Nascida na Síria, Aldass é uma das atletas refugiadas bolsistas do COI. Mãe de três, ela tem um sonho: conseguir uma vaga na Tóquio 2020.
ZK Goh

(Crédito da foto acima: Federação Internacional de Judô / Sabau Gabriela)

Assim como muitos outros atletas no programa de Atletas Refugiados Bolsistas do COI, a sobrevivência de Sanda Aldass depende do esporte, primeiramente em seu país natal tomado pela guerra e, então, depois, ao se adaptar na comunidade que a recebeu.

Nascida na Síria, a judoca, que encontrou abrigo na Holanda há seis anos, tem contado com seu esporte para se manter forte – não apenas fisicamente, mas também mentalmente – durante sua difícil transição do Oriente Médio para a Europa.

"Se eu tivesse optado por não fazer nada, teria ficado louca," ela disse ao Olympic.org no ano passado.

Atualmente, morando nos arredores de Amsterdã com seu marido e três filhos - dois deles nascidos após sua chegada à Holanda – Aldass quer fazer parte da Equipe Olímpica de Refugiados do COI para os Jogos Olímpicos de Tóquio 2020 em 2021.

Aldass decidiu escapar de Damascus e da guerra civil na Síria em 2015, deixando seu marido Fadi Darwish, que também é seu treinador, com seu filho mais novo.

Entretanto, na chegada à Holanda, ela passou nove meses em uma campo de refugiados, dos quais seis separada de sua família.

"Me manter ativa e fazer alguns exercícios preencheu meu tempo e me ajudou a manter minha saúde mental boa," ela disse.

"Eu sabia que eventualmente eles iriam vir e que nós teríamos um bom lugar para viver. Aquilo me acalmou um pouco."
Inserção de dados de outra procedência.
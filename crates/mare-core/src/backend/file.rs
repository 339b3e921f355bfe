// SPDX-License-Identifier: MIT OR Apache-2.0
//! FILE backend: Get reads a whole file into memory; Put creates a uniquely
//! named temp file under a hint directory. Nothing is ever deleted by the
//! framework.

use crate::context::OpContext;
use crate::error::BackendError;
use crate::util::idgen::random_suffix;
use mare_proto::{Resource, ResourceBackend};
use std::path::Path;

pub async fn get(ctx: &OpContext, locator: &str) -> Result<String, BackendError> {
    ctx.run(async {
        tokio::fs::read_to_string(locator)
            .await
            .map_err(BackendError::GetIo)
    })
    .await
}

/// Create `<hint>/mare-<8 random chars>.tsv`, write `data`, and return the
/// resulting [`Resource`]. The file is left on disk.
pub async fn put(ctx: &OpContext, hint: &str, data: &str) -> Result<Resource, BackendError> {
    ctx.run(async {
        let name = format!("mare-{}.tsv", random_suffix(8));
        let path = Path::new(hint).join(name);
        tokio::fs::write(&path, data)
            .await
            .map_err(BackendError::PutIo)?;
        Ok(Resource::new(
            ResourceBackend::File,
            path.to_string_lossy().into_owned(),
        ))
    })
    .await
}

#[cfg(test)]
mod tests {
    use super::*;

    #[tokio::test]
    async fn put_then_get_round_trips() {
        let ctx = OpContext::new();
        let dir = tempfile::tempdir().unwrap();
        let resource = put(&ctx, dir.path().to_str().unwrap(), "a\t1\n").await.unwrap();
        assert!(resource.locator.ends_with(".tsv"));
        assert_eq!(get(&ctx, &resource.locator).await.unwrap(), "a\t1\n");
    }

    #[tokio::test]
    async fn get_missing_file_wraps_io_error() {
        let ctx = OpContext::new();
        let err = get(&ctx, "/nonexistent/mare-xxxxxxxx.tsv").await.unwrap_err();
        assert!(matches!(err, BackendError::GetIo(_)));
    }

    #[tokio::test]
    async fn cancelled_context_aborts_get() {
        let ctx = OpContext::new();
        ctx.cancel();
        let dir = tempfile::tempdir().unwrap();
        let path = dir.path().join("mare-preexisting.tsv");
        tokio::fs::write(&path, "data").await.unwrap();
        let err = get(&ctx, path.to_str().unwrap()).await.unwrap_err();
        assert!(matches!(err, BackendError::Cancelled));
    }
}
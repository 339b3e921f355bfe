// SPDX-License-Identifier: MIT OR Apache-2.0
//! Small free-standing helpers shared across the backend and coordination
//! layers.

pub mod idgen;
pub mod keys;
// SPDX-License-Identifier: MIT OR Apache-2.0
//! Random suffixes for Put-generated resource names.

use rand::Rng;

const ALPHABET: &[u8] = b"abcdefghijklmnopqrstuvwxyz0123456789";

/// Generate a random lowercase-alphanumeric string of length `len`.
pub fn random_suffix(len: usize) -> String {
    let mut rng = rand::thread_rng();
    (0..len)
        .map(|_| {
            let idx = rng.gen_range(0..ALPHABET.len());
            ALPHABET[idx] as char
        })
        .collect()
}

#[cfg(test)]
mod tests {
    use super::*;

    #[test]
    fn produces_requested_length() {
        assert_eq!(random_suffix(8).len(), 8);
        assert_eq!(random_suffix(0).len(), 0);
    }

    #[test]
    fn only_uses_the_declared_alphabet() {
        let s = random_suffix(64);
        assert!(s.bytes().all(|b| ALPHABET.contains(&b)));
    }
}
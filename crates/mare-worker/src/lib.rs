// SPDX-License-Identifier: MIT OR Apache-2.0
#![deny(unsafe_code)]
//! Axum HTTP service implementing the `MapBatch`/`ReduceBatch` RPC surface.

mod error;
mod handlers;
mod mapper;

pub use error::WorkerError;
pub use mapper::{Mapper, Reducer, WordCountMapper, WordCountReducer};

use axum::routing::{get, post};
use axum::{Json, Router};
use mare_core::Codec;
use mare_proto::ResourceBackend;
use serde_json::json;
use std::sync::Arc;
use tower_http::trace::TraceLayer;

/// Shared, immutable state visible to every in-flight RPC.
///
/// `mapper`/`reducer` must be `Send + Sync + 'static`: the worker holds no
/// cross-request state of its own and shares this one instance via `Arc`
/// across every concurrently handled request.
pub struct AppState {
    pub mapper: Box<dyn Mapper>,
    pub reducer: Box<dyn Reducer>,
    pub codec: Codec,
}

impl AppState {
    pub fn new(mapper: impl Mapper, reducer: impl Reducer, codec: Codec) -> Self {
        Self {
            mapper: Box::new(mapper),
            reducer: Box::new(reducer),
            codec,
        }
    }
}

/// Build the router. Callers are responsible for binding a listener and
/// driving `axum::serve`.
pub fn build_app(state: Arc<AppState>) -> Router {
    Router::new()
        .route("/health", get(health))
        .route("/backends-info", get(backends_info))
        .route("/map-batch", post(handlers::map_batch))
        .route("/reduce-batch", post(handlers::reduce_batch))
        .layer(TraceLayer::new_for_http())
        .with_state(state)
}

async fn health() -> Json<serde_json::Value> {
    Json(json!({ "status": "ok" }))
}

async fn backends_info(
    axum::extract::State(state): axum::extract::State<Arc<AppState>>,
) -> Json<serde_json::Value> {
    Json(json!({
        "codec": match state.codec {
            Codec::TabLine => "tabline",
            Codec::Json => "json",
        },
        "backends": ResourceBackend::ALL.iter().map(|b| b.to_string()).collect::<Vec<_>>(),
    }))
}
// SPDX-License-Identifier: MIT OR Apache-2.0
//! Resource backends, pair codec, cancellation context, and error taxonomy
//! shared by the `mare-worker` and `mare-driver` binaries.

pub mod backend;
pub mod codec;
pub mod context;
pub mod error;
pub mod telemetry;
pub mod util;

pub use backend::{ResourceExt, ResourceHintExt};
pub use codec::Codec;
pub use context::OpContext;
pub use error::{BackendError, CodecError};
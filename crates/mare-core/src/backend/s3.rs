// SPDX-License-Identifier: MIT OR Apache-2.0
//! S3-compatible backend. Credentials and region come from the ambient
//! environment via `aws-config`; locators/hints are `s3://bucket/key(-prefix)`
//! URIs.

use crate::context::OpContext;
use crate::error::BackendError;
use crate::util::idgen::random_suffix;
use aws_sdk_s3::primitives::ByteStream;
use mare_proto::{Resource, ResourceBackend};

/// Parsed `s3://bucket/key` components.
struct S3Uri {
    bucket: String,
    key: String,
}

fn parse_s3_uri(uri: &str, backend: &'static str) -> Result<S3Uri, BackendError> {
    let rest = uri
        .strip_prefix("s3://")
        .ok_or_else(|| BackendError::InvalidLocator {
            backend,
            detail: format!("missing s3:// scheme in {uri:?}"),
        })?;
    let (bucket, path) = rest.split_once('/').ok_or_else(|| BackendError::InvalidLocator {
        backend,
        detail: format!("missing bucket/key separator in {uri:?}"),
    })?;
    // A single leading '/' in the path component is stripped, per spec.
    let key = path.strip_prefix('/').unwrap_or(path);
    Ok(S3Uri {
        bucket: bucket.to_string(),
        key: key.to_string(),
    })
}

async fn client() -> aws_sdk_s3::Client {
    let config = aws_config::load_defaults(aws_config::BehaviorVersion::latest()).await;
    aws_sdk_s3::Client::new(&config)
}

pub async fn get(ctx: &OpContext, locator: &str) -> Result<String, BackendError> {
    let uri = parse_s3_uri(locator, "S3")?;
    ctx.run(async {
        let client = client().await;
        let output = client
            .get_object()
            .bucket(&uri.bucket)
            .key(&uri.key)
            .send()
            .await
            .map_err(|e| BackendError::GetS3(e.to_string()))?;
        let bytes = output
            .body
            .collect()
            .await
            .map_err(|e| BackendError::GetS3(e.to_string()))?;
        String::from_utf8(bytes.into_bytes().to_vec())
            .map_err(|e| BackendError::GetS3(format!("non-utf8 payload: {e}")))
    })
    .await
}

pub async fn put(ctx: &OpContext, hint: &str, data: &str) -> Result<Resource, BackendError> {
    let uri = parse_s3_uri(hint, "S3")?;
    ctx.run(async {
        let key = format!("{}/mare-{}.tsv", uri.key.trim_end_matches('/'), random_suffix(8));
        let client = client().await;
        client
            .put_object()
            .bucket(&uri.bucket)
            .key(&key)
            .body(ByteStream::from(data.as_bytes().to_vec()))
            .send()
            .await
            .map_err(|e| BackendError::PutS3(e.to_string()))?;
        Ok(Resource::new(
            ResourceBackend::S3,
            format!("s3://{}/{}", uri.bucket, key),
        ))
    })
    .await
}
//! Shared `SQLite` infrastructure for the cache store.
//!
//! ## Module Structure
//!
//! - [`connection`]: Connection handling ([`Mutex<Connection>`](rusqlite::Connection), lock acquisition, configuration)
//! - [`sql`]: Predicate rendering with numbered parameters
//! - [`record_row`]: Row conversion for [`CacheRecord`](crate::models::CacheRecord)
//! - [`metrics`]: Shared metrics recording helpers

mod connection;
mod metrics;
mod record_row;
mod sql;

pub use connection::{
    BUSY_TIMEOUT_MS, acquire_lock, configure_connection, open_connection, open_in_memory,
};
pub use metrics::record_operation_metrics;
pub use record_row::{CacheRow, RECORD_COLUMNS, build_record_from_row, insert_record, select_list};
pub use sql::{CACHE_TABLE, TABLE_ALIAS, render_predicate, to_sql_value};
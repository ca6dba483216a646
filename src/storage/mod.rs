//! Storage layer abstraction.
//!
//! The contact cache is reached through the [`CacheStore`] trait:
//! - **Predicates**: backend-neutral filter trees ([`predicate`])
//! - **Backends**: `SQLite` ([`SqliteCacheStore`]) and in-memory ([`InMemoryCacheStore`])
//! - **`SQLite` plumbing**: connection handling, rendering, row mapping ([`sqlite`])

// Allow significant_drop_tightening - dropping database connections slightly early
// provides no meaningful benefit.
#![allow(clippy::significant_drop_tightening)]
// Allow cast_possible_truncation for usize counts widened to u64.
#![allow(clippy::cast_possible_truncation)]
// Allow redundant_closure_call for the result-then-record-metrics pattern.
#![allow(clippy::redundant_closure_call)]

pub mod cache;
pub mod predicate;
pub mod sqlite;
pub mod traits;

pub use cache::{InMemoryCacheStore, SqliteCacheStore};
pub use predicate::{Column, Predicate, Value};
pub use traits::CacheStore;
//! In-memory cache store for testing.
//!
//! Evaluates predicates directly against stored records. Results agree with
//! [`SqliteCacheStore`](super::SqliteCacheStore) for the same data.

use crate::models::CacheRecord;
use crate::storage::predicate::Predicate;
use crate::storage::sqlite::record_operation_metrics;
use crate::storage::traits::CacheStore;
use crate::{Error, Result};
use chrono::SubsecRound;
use std::sync::RwLock;
use std::time::Instant;

/// In-memory cache store.
///
/// Uses `RwLock` for thread-safe access with reader-writer semantics.
/// Data is not persisted between runs.
#[derive(Debug, Default)]
pub struct InMemoryCacheStore {
    records: RwLock<Vec<CacheRecord>>,
}

impl InMemoryCacheStore {
    /// Creates a new empty store.
    #[must_use]
    pub fn new() -> Self {
        Self::default()
    }

    /// Appends a record, assigning the next id, and returns that id.
    ///
    /// Timestamps are kept to the millisecond, as in the `SQLite` store.
    ///
    /// # Errors
    ///
    /// Returns [`Error::InvalidInput`] if an exclusivity column holds a
    /// combined mask, or an error if the lock is poisoned.
    pub fn insert(&self, record: &CacheRecord) -> Result<i64> {
        let start = Instant::now();
        let result = record
            .validate()
            .and_then(|()| {
                self.records.write().map_err(|_| Error::OperationFailed {
                    operation: "insert".to_string(),
                    cause: "Lock poisoned".to_string(),
                })
            })
            .map(|mut records| {
                let id = records.last().map_or(1, |last| last.id + 1);
                let mut stored = record.clone();
                stored.id = id;
                stored.date_added = stored.date_added.trunc_subsecs(3);
                stored.exclusive_expire_date =
                    stored.exclusive_expire_date.map(|d| d.trunc_subsecs(3));
                records.push(stored);
                id
            });

        let status = if result.is_ok() { "success" } else { "error" };
        record_operation_metrics("memory", "insert", start, status);
        result
    }

    /// Returns the number of stored records.
    #[must_use]
    pub fn len(&self) -> usize {
        self.records.read().map(|r| r.len()).unwrap_or(0)
    }

    /// Returns true if the store holds no records.
    #[must_use]
    pub fn is_empty(&self) -> bool {
        self.len() == 0
    }
}

impl CacheStore for InMemoryCacheStore {
    fn count(&self, predicate: &Predicate) -> Result<u64> {
        let start = Instant::now();
        let result = self
            .records
            .read()
            .map_err(|_| Error::OperationFailed {
                operation: "count".to_string(),
                cause: "Lock poisoned".to_string(),
            })
            .map(|records| records.iter().filter(|r| predicate.matches(r)).count() as u64);

        let status = if result.is_ok() { "success" } else { "error" };
        record_operation_metrics("memory", "count", start, status);
        result
    }

    fn find_first(&self, predicate: &Predicate) -> Result<Option<CacheRecord>> {
        let start = Instant::now();
        let result = self
            .records
            .read()
            .map_err(|_| Error::OperationFailed {
                operation: "find_first".to_string(),
                cause: "Lock poisoned".to_string(),
            })
            .map(|records| records.iter().find(|r| predicate.matches(r)).cloned());

        let status = if result.is_ok() { "success" } else { "error" };
        record_operation_metrics("memory", "find_first", start, status);
        result
    }

    fn backend_name(&self) -> &'static str {
        "memory"
    }
}
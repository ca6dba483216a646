//! Cache store trait.
//!
//! The cache is an append-only log of accepted submissions. The gate checks
//! only ever read it, through a [`Predicate`] and one of two modes: a count or
//! the first matching row.
//!
//! # Available Implementations
//!
//! | Backend | Use Case | Features |
//! |---------|----------|----------|
//! | `SqliteCacheStore` | Default; embedded or shared file | Bound parameters, WAL |
//! | `InMemoryCacheStore` | Tests and embedding | Direct predicate evaluation |
//!
//! # Consistency
//!
//! Other submissions append concurrently. A row inserted while a check runs may
//! or may not be visible to that check; the checks are advisory gates and
//! tolerate that skew. Stores never lock or transact on behalf of a check and
//! never retry: a failed query surfaces as an error.

use crate::Result;
use crate::models::CacheRecord;
use crate::storage::predicate::Predicate;

/// Trait for cache store backends.
///
/// # Implementor Notes
///
/// - Methods use `&self` to enable sharing via `Arc<dyn CacheStore>`
/// - Use interior mutability (e.g., `Mutex<Connection>`) for mutable state
/// - Bind every predicate value as a parameter, never inline it
/// - `find_first` must return rows in insertion order when several match
pub trait CacheStore: Send + Sync {
    /// Counts rows matching `predicate`.
    ///
    /// # Errors
    ///
    /// Returns an error if the query fails.
    fn count(&self, predicate: &Predicate) -> Result<u64>;

    /// Returns the first row matching `predicate`, if any.
    ///
    /// # Errors
    ///
    /// Returns an error if the query fails.
    fn find_first(&self, predicate: &Predicate) -> Result<Option<CacheRecord>>;

    /// Returns the backend name used in metrics labels.
    fn backend_name(&self) -> &'static str;
}
//! SQLite-backed cache store.
//!
//! Holds the append-only `contact_cache` table. Checks read it through
//! rendered predicates with bound parameters.

use crate::models::CacheRecord;
use crate::storage::predicate::Predicate;
use crate::storage::sqlite::{
    CACHE_TABLE, CacheRow, TABLE_ALIAS, acquire_lock, build_record_from_row, configure_connection,
    insert_record, open_connection, open_in_memory, record_operation_metrics, render_predicate,
    select_list,
};
use crate::storage::traits::CacheStore;
use crate::{Error, Result};
use rusqlite::{Connection, OptionalExtension, params_from_iter};
use std::path::{Path, PathBuf};
use std::sync::Mutex;
use std::time::Instant;
use tracing::instrument;

/// SQLite-backed cache store.
///
/// # Concurrency Model
///
/// Uses a `Mutex<Connection>` for thread-safe access. WAL mode and a busy
/// timeout let several processes share one database file.
pub struct SqliteCacheStore {
    /// Connection to the `SQLite` database.
    conn: Mutex<Connection>,
    /// Path to the `SQLite` database (None for in-memory).
    db_path: Option<PathBuf>,
}

impl SqliteCacheStore {
    /// Opens (or creates) a cache database at `db_path`.
    ///
    /// # Errors
    ///
    /// Returns an error if the database cannot be opened or initialized.
    pub fn new(db_path: impl Into<PathBuf>) -> Result<Self> {
        let db_path = db_path.into();
        let conn = open_connection(&db_path)?;

        let store = Self {
            conn: Mutex::new(conn),
            db_path: Some(db_path),
        };

        store.initialize()?;
        Ok(store)
    }

    /// Creates an in-memory cache store (useful for testing).
    ///
    /// # Errors
    ///
    /// Returns an error if the database cannot be initialized.
    pub fn in_memory() -> Result<Self> {
        let store = Self {
            conn: Mutex::new(open_in_memory()?),
            db_path: None,
        };

        store.initialize()?;
        Ok(store)
    }

    /// Returns the database path.
    #[must_use]
    pub fn db_path(&self) -> Option<&Path> {
        self.db_path.as_deref()
    }

    /// Initializes the database schema.
    fn initialize(&self) -> Result<()> {
        let conn = acquire_lock(&self.conn);
        configure_connection(&conn)?;

        conn.execute(
            "CREATE TABLE IF NOT EXISTS contact_cache (
                id INTEGER PRIMARY KEY AUTOINCREMENT,
                client_id INTEGER NOT NULL,
                contact_id INTEGER,
                email TEXT,
                phone TEXT,
                mobile TEXT,
                address1 TEXT,
                address2 TEXT,
                city TEXT,
                state TEXT,
                zipcode TEXT,
                country TEXT,
                category_id INTEGER,
                utm_source TEXT,
                date_added INTEGER NOT NULL,
                exclusive_pattern INTEGER,
                exclusive_scope INTEGER,
                exclusive_expire_date INTEGER
            )",
            [],
        )
        .map_err(|e| Error::OperationFailed {
            operation: "create_contact_cache_table".to_string(),
            cause: e.to_string(),
        })?;

        Self::create_indexes(&conn);
        Ok(())
    }

    /// Creates indexes for the columns the checks filter on.
    fn create_indexes(conn: &Connection) {
        // Limit windows filter on client and date together
        let _ = conn.execute(
            "CREATE INDEX IF NOT EXISTS idx_contact_cache_client_date
             ON contact_cache(client_id, date_added)",
            [],
        );
        let _ = conn.execute(
            "CREATE INDEX IF NOT EXISTS idx_contact_cache_email ON contact_cache(email)",
            [],
        );
        let _ = conn.execute(
            "CREATE INDEX IF NOT EXISTS idx_contact_cache_phone ON contact_cache(phone)",
            [],
        );
        let _ = conn.execute(
            "CREATE INDEX IF NOT EXISTS idx_contact_cache_mobile ON contact_cache(mobile)",
            [],
        );
        let _ = conn.execute(
            "CREATE INDEX IF NOT EXISTS idx_contact_cache_contact ON contact_cache(contact_id)",
            [],
        );
        let _ = conn.execute(
            "CREATE INDEX IF NOT EXISTS idx_contact_cache_expire
             ON contact_cache(exclusive_expire_date)",
            [],
        );
    }

    /// Appends a submission to the cache and returns its assigned id.
    ///
    /// # Errors
    ///
    /// Returns an error if the insert fails.
    #[instrument(skip(self, record), fields(operation = "insert", backend = "sqlite", client.id = record.client_id))]
    pub fn insert(&self, record: &CacheRecord) -> Result<i64> {
        let start = Instant::now();
        let result = (|| {
            let conn = acquire_lock(&self.conn);
            insert_record(&conn, record)
        })();

        let status = if result.is_ok() { "success" } else { "error" };
        record_operation_metrics("sqlite", "insert", start, status);
        result
    }
}

impl CacheStore for SqliteCacheStore {
    #[instrument(skip(self, predicate), fields(operation = "count", backend = "sqlite"))]
    fn count(&self, predicate: &Predicate) -> Result<u64> {
        let start = Instant::now();
        let result = (|| {
            let (clause, params, _) = render_predicate(predicate, 1);
            let sql = format!("SELECT COUNT(*) FROM {CACHE_TABLE} {TABLE_ALIAS} WHERE {clause}");
            tracing::debug!(sql = %sql, params = params.len(), "counting cache rows");

            let conn = acquire_lock(&self.conn);
            let count: i64 = conn
                .query_row(&sql, params_from_iter(params.iter()), |row| row.get(0))
                .map_err(|e| Error::OperationFailed {
                    operation: "count_cache_rows".to_string(),
                    cause: e.to_string(),
                })?;

            u64::try_from(count).map_err(|e| Error::OperationFailed {
                operation: "count_cache_rows".to_string(),
                cause: e.to_string(),
            })
        })();

        let status = if result.is_ok() { "success" } else { "error" };
        record_operation_metrics("sqlite", "count", start, status);
        result
    }

    #[instrument(skip(self, predicate), fields(operation = "find_first", backend = "sqlite"))]
    fn find_first(&self, predicate: &Predicate) -> Result<Option<CacheRecord>> {
        let start = Instant::now();
        let result = (|| {
            let (clause, params, _) = render_predicate(predicate, 1);
            let sql = format!(
                "SELECT {} FROM {CACHE_TABLE} {TABLE_ALIAS} WHERE {clause} \
                 ORDER BY {TABLE_ALIAS}.id ASC LIMIT 1",
                select_list()
            );
            tracing::debug!(sql = %sql, params = params.len(), "finding first cache row");

            let conn = acquire_lock(&self.conn);
            let row = conn
                .query_row(&sql, params_from_iter(params.iter()), CacheRow::from_row)
                .optional()
                .map_err(|e| Error::OperationFailed {
                    operation: "find_first_cache_row".to_string(),
                    cause: e.to_string(),
                })?;

            row.map(build_record_from_row).transpose()
        })();

        let status = if result.is_ok() { "success" } else { "error" };
        record_operation_metrics("sqlite", "find_first", start, status);
        result
    }

    fn backend_name(&self) -> &'static str {
        "sqlite"
    }
}

#[cfg(test)]
mod tests {
    use super::*;
    use crate::models::{MatchingFlags, ScopeFlags};
    use crate::storage::predicate::Column;
    use chrono::{Duration, TimeZone, Utc};
    use tempfile::TempDir;

    fn store() -> SqliteCacheStore {
        SqliteCacheStore::in_memory().unwrap()
    }

    #[test]
    fn test_insert_assigns_incremental_ids() {
        let store = store();
        let now = Utc::now();
        let first = store.insert(&CacheRecord::new(1, now)).unwrap();
        let second = store.insert(&CacheRecord::new(1, now)).unwrap();
        assert_eq!(second, first + 1);
    }

    #[test]
    fn test_count_with_window() {
        let store = store();
        let now = Utc.with_ymd_and_hms(2024, 6, 1, 12, 0, 0).unwrap();
        store.insert(&CacheRecord::new(7, now - Duration::days(1))).unwrap();
        store.insert(&CacheRecord::new(7, now - Duration::days(10))).unwrap();
        store.insert(&CacheRecord::new(8, now)).unwrap();

        let predicate = Predicate::And(vec![
            Predicate::Equals(Column::ClientId, 7_i64.into()),
            Predicate::Gte(Column::DateAdded, (now - Duration::days(7)).into()),
        ]);
        assert_eq!(store.count(&predicate).unwrap(), 1);
    }

    #[test]
    fn test_find_first_returns_lowest_id() {
        let store = store();
        let now = Utc::now();
        store
            .insert(&CacheRecord::new(1, now).with_email("a@b.com"))
            .unwrap();
        let second = store
            .insert(&CacheRecord::new(2, now).with_email("a@b.com"))
            .unwrap();
        store
            .insert(&CacheRecord::new(3, now).with_email("other@b.com"))
            .unwrap();

        let found = store
            .find_first(&Predicate::Equals(Column::Email, "a@b.com".into()))
            .unwrap()
            .unwrap();
        assert_eq!(found.id, second - 1);
        assert_eq!(found.client_id, 1);
    }

    #[test]
    fn test_find_first_none() {
        let store = store();
        let found = store
            .find_first(&Predicate::Equals(Column::Email, "missing@b.com".into()))
            .unwrap();
        assert!(found.is_none());
    }

    #[test]
    fn test_exclusivity_round_trips_through_table() {
        let store = store();
        let now = Utc.with_ymd_and_hms(2024, 6, 1, 0, 0, 0).unwrap();
        let expires = now + Duration::days(30);
        store
            .insert(&CacheRecord::new(4, now).with_mobile("+15551234567").with_exclusivity(
                MatchingFlags::MOBILE,
                ScopeFlags::CATEGORY,
                Some(expires),
            ))
            .unwrap();

        let found = store
            .find_first(&Predicate::In(
                Column::ExclusivePattern,
                vec![8_i64.into(), 9_i64.into()],
            ))
            .unwrap()
            .unwrap();
        assert_eq!(found.exclusive_pattern, Some(MatchingFlags::MOBILE));
        assert_eq!(found.exclusive_scope, Some(ScopeFlags::CATEGORY));
        assert_eq!(found.exclusive_expire_date, Some(expires));
    }

    #[test]
    fn test_file_backed_store_persists() {
        let dir = TempDir::new().unwrap();
        let path = dir.path().join("cache.db");
        {
            let store = SqliteCacheStore::new(&path).unwrap();
            assert_eq!(store.db_path(), Some(path.as_path()));
            store.insert(&CacheRecord::new(1, Utc::now())).unwrap();
        }

        let reopened = SqliteCacheStore::new(&path).unwrap();
        assert_eq!(reopened.count(&Predicate::And(vec![])).unwrap(), 1);
    }
}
Após finalmente se mudarem para sua nova casa, Aldass foi forçada a parar com o judô novamente - ela estava grávida de seu segundo filho. Nesse meio tempo, Darwish focou em ser reconhecido como treinador.

Desde então, Aldass e Darwish tiveram seu terceiro filho, e Darwish recebeu suas credenciais como treinador na Holanda após passar pelo obrigatório teste de idioma e outros obstáculos.

A Federação Internacional de Judô convidou o casal para o seu programa de atletas refugiados em 2019, e Aldass competiu como judoca parte da Equipe de Refugiados IJF no Campeonato Mundial daquele ano.

Ela também representou a Equipe de Refugiados IJF nos eventos do Grand Slam e agora foca numa potencial vaga para os Jogos Olímpicos.

Tudo isso ao mesmo tempo em que vive os desafios da maternidade.

"Meus filhos falam, ‘Mãe, você tem que ir para as Olimpíadas’," ela disse. "O objetivo de toda a família é chegar às Olimpíadas."

"Por enquanto é só um sonho, ia ser um sonho isso se tornar realidade."

"Vamos ver. Não estou pensando num futuro longe."